__Assignment__: The records below hold a stretch from the line with "removed, and whitespace" through the line with "let age_hours = (now"; return exactly those lines, ends included, and nothing more.
*** Opening of Data to process ***
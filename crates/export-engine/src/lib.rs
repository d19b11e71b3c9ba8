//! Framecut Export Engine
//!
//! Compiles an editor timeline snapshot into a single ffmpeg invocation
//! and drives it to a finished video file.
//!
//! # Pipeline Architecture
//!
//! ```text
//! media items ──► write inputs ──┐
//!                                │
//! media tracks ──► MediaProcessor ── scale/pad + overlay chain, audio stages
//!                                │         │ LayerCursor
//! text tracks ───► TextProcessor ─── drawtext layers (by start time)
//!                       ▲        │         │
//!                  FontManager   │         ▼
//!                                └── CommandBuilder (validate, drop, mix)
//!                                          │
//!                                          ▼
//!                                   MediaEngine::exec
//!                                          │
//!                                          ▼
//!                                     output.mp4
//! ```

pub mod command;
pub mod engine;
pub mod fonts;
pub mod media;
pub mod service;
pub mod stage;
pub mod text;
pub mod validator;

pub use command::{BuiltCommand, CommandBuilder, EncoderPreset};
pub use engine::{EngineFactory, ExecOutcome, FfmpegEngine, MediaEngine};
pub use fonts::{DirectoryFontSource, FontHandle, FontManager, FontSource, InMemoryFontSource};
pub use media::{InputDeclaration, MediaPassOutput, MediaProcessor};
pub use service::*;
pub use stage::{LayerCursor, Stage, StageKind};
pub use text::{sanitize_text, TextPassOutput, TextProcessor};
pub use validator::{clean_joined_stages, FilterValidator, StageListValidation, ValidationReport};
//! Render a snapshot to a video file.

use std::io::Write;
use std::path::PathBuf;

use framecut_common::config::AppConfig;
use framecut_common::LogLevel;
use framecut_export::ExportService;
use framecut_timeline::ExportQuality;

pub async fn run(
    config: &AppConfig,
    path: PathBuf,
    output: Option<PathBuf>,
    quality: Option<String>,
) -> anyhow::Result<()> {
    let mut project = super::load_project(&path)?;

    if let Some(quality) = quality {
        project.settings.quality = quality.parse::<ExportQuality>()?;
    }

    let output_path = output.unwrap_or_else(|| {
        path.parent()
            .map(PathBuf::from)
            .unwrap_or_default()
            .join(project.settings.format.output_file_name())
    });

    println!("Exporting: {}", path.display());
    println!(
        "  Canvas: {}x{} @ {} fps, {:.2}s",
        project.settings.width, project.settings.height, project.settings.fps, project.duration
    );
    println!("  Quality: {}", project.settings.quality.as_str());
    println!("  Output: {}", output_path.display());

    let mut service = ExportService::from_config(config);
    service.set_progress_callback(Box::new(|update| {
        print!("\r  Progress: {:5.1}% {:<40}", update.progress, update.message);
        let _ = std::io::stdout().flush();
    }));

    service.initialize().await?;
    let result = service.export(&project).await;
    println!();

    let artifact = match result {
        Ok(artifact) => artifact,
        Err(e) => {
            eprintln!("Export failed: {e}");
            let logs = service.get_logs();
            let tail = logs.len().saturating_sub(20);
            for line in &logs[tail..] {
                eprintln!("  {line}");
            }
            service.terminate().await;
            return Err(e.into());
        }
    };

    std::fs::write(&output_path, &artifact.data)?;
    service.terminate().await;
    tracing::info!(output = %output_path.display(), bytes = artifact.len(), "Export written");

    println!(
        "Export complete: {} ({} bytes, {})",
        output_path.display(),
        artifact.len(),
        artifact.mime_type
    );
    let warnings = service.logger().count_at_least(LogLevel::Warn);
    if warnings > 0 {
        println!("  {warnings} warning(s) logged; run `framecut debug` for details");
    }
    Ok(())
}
*** Close of Data to process ***
*** Opening of Data to process ***
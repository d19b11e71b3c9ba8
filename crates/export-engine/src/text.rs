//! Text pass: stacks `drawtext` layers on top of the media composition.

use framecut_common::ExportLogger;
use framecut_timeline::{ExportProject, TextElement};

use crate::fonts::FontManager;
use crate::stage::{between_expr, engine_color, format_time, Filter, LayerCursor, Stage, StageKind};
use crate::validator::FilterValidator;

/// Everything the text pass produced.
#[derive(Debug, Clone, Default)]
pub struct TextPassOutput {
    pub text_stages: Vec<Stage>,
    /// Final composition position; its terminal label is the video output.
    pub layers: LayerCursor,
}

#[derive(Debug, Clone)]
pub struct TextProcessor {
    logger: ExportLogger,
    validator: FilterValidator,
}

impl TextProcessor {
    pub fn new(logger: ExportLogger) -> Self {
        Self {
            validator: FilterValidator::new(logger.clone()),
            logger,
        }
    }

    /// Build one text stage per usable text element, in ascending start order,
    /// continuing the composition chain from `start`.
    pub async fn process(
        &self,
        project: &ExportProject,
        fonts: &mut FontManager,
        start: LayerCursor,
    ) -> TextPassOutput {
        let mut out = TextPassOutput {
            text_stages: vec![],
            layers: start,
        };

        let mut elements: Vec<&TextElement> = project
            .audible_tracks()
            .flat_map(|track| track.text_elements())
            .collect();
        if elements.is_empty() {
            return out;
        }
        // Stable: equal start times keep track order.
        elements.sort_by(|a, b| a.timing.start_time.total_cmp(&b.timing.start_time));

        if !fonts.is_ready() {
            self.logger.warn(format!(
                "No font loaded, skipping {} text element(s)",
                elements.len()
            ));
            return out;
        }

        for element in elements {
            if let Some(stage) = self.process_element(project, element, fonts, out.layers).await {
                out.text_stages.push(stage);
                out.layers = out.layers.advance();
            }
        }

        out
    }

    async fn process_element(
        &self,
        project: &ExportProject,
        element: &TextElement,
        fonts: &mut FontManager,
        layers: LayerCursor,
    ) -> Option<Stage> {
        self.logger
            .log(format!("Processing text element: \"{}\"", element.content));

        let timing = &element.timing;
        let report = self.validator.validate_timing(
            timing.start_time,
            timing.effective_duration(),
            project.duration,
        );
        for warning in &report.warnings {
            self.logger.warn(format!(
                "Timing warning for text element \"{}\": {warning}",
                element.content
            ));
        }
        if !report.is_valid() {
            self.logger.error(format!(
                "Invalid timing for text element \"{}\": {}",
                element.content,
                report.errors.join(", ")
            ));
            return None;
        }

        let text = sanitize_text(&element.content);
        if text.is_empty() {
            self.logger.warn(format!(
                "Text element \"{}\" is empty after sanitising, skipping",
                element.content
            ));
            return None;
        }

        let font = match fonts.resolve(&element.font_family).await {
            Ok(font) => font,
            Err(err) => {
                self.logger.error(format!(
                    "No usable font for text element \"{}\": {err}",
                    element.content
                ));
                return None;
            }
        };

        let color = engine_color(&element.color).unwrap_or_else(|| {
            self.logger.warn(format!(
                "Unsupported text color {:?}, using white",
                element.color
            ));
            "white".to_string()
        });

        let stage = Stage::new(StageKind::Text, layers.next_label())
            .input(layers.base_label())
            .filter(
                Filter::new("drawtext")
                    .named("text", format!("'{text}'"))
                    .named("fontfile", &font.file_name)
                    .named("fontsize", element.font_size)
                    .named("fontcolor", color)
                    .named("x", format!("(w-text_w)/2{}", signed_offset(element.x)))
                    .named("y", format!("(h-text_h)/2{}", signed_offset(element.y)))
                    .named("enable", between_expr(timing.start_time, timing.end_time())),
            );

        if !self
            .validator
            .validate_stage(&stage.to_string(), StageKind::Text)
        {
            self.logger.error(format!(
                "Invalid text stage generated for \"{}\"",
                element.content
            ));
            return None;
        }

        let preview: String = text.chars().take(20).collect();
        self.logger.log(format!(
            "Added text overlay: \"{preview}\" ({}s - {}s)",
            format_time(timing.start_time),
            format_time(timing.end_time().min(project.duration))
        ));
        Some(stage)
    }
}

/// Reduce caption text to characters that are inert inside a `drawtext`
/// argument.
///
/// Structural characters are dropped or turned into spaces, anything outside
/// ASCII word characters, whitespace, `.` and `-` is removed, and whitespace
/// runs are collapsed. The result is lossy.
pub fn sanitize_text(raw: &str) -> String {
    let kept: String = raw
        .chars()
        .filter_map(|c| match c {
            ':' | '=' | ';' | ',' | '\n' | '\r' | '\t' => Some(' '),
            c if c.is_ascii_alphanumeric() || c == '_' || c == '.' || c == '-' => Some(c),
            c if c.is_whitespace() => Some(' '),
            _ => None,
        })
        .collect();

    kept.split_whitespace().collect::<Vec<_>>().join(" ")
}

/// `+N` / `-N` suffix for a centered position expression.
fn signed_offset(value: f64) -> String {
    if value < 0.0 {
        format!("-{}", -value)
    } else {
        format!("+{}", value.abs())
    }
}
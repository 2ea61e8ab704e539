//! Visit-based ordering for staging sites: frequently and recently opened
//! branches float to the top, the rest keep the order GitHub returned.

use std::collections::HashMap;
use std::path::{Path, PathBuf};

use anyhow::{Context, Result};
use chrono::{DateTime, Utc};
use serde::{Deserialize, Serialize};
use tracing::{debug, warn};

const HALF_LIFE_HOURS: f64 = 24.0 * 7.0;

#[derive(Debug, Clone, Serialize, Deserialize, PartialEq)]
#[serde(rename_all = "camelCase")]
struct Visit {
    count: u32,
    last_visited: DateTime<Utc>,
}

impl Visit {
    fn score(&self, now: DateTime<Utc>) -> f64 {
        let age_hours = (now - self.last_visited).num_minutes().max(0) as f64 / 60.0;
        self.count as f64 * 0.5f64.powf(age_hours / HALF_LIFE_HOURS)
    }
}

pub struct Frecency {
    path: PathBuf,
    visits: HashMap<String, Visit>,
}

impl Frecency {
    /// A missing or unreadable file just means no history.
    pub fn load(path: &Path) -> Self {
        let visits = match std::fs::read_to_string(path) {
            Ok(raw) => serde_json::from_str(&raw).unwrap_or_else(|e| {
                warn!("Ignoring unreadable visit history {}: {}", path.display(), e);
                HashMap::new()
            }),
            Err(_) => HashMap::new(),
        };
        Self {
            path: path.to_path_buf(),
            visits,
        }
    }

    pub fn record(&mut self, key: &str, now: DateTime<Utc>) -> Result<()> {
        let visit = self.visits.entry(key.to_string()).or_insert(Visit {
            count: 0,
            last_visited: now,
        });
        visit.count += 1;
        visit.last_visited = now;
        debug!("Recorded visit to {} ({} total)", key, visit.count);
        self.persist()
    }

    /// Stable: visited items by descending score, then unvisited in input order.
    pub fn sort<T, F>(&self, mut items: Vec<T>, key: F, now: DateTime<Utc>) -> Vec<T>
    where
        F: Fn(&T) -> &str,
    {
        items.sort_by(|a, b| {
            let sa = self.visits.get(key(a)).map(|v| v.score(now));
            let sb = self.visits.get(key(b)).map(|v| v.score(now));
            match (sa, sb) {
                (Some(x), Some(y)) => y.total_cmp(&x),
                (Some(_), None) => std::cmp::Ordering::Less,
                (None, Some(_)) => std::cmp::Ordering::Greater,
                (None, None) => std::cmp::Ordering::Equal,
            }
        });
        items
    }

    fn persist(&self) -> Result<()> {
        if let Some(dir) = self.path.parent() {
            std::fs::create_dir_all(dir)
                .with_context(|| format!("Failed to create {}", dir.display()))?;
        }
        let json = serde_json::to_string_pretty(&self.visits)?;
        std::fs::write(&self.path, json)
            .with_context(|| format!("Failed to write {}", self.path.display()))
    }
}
*** Close of Data to process ***
__Exercise output__:
/// ASCII word characters, whitespace, `.` and `-` is removed, and whitespace
/// runs are collapsed. The result is lossy.
pub fn sanitize_text(raw: &str) -> String {
    let kept: String = raw
        .chars()
        .filter_map(|c| match c {
            ':' | '=' | ';' | ',' | '\n' | '\r' | '\t' => Some(' '),
            c if c.is_ascii_alphanumeric() || c == '_' || c == '.' || c == '-' => Some(c),
            c if c.is_whitespace() => Some(' '),
            _ => None,
        })
        .collect();

    kept.split_whitespace().collect::<Vec<_>>().join(" ")
}

/// `+N` / `-N` suffix for a centered position expression.
fn signed_offset(value: f64) -> String {
    if value < 0.0 {
        format!("-{}", -value)
    } else {
        format!("+{}", value.abs())
    }
}
repository 2ea61e8ab704e539
//! Visit-based ordering for staging sites: frequently and recently opened
//! branches float to the top, the rest keep the order GitHub returned.

use std::collections::HashMap;
use std::path::{Path, PathBuf};

use anyhow::{Context, Result};
use chrono::{DateTime, Utc};
use serde::{Deserialize, Serialize};
use tracing::{debug, warn};

const HALF_LIFE_HOURS: f64 = 24.0 * 7.0;

#[derive(Debug, Clone, Serialize, Deserialize, PartialEq)]
#[serde(rename_all = "camelCase")]
struct Visit {
    count: u32,
    last_visited: DateTime<Utc>,
}

impl Visit {
    fn score(&self, now: DateTime<Utc>) -> f64 {
        let age_hours = (now - self.last_visited).num_minutes().max(0) as f64 / 60.0;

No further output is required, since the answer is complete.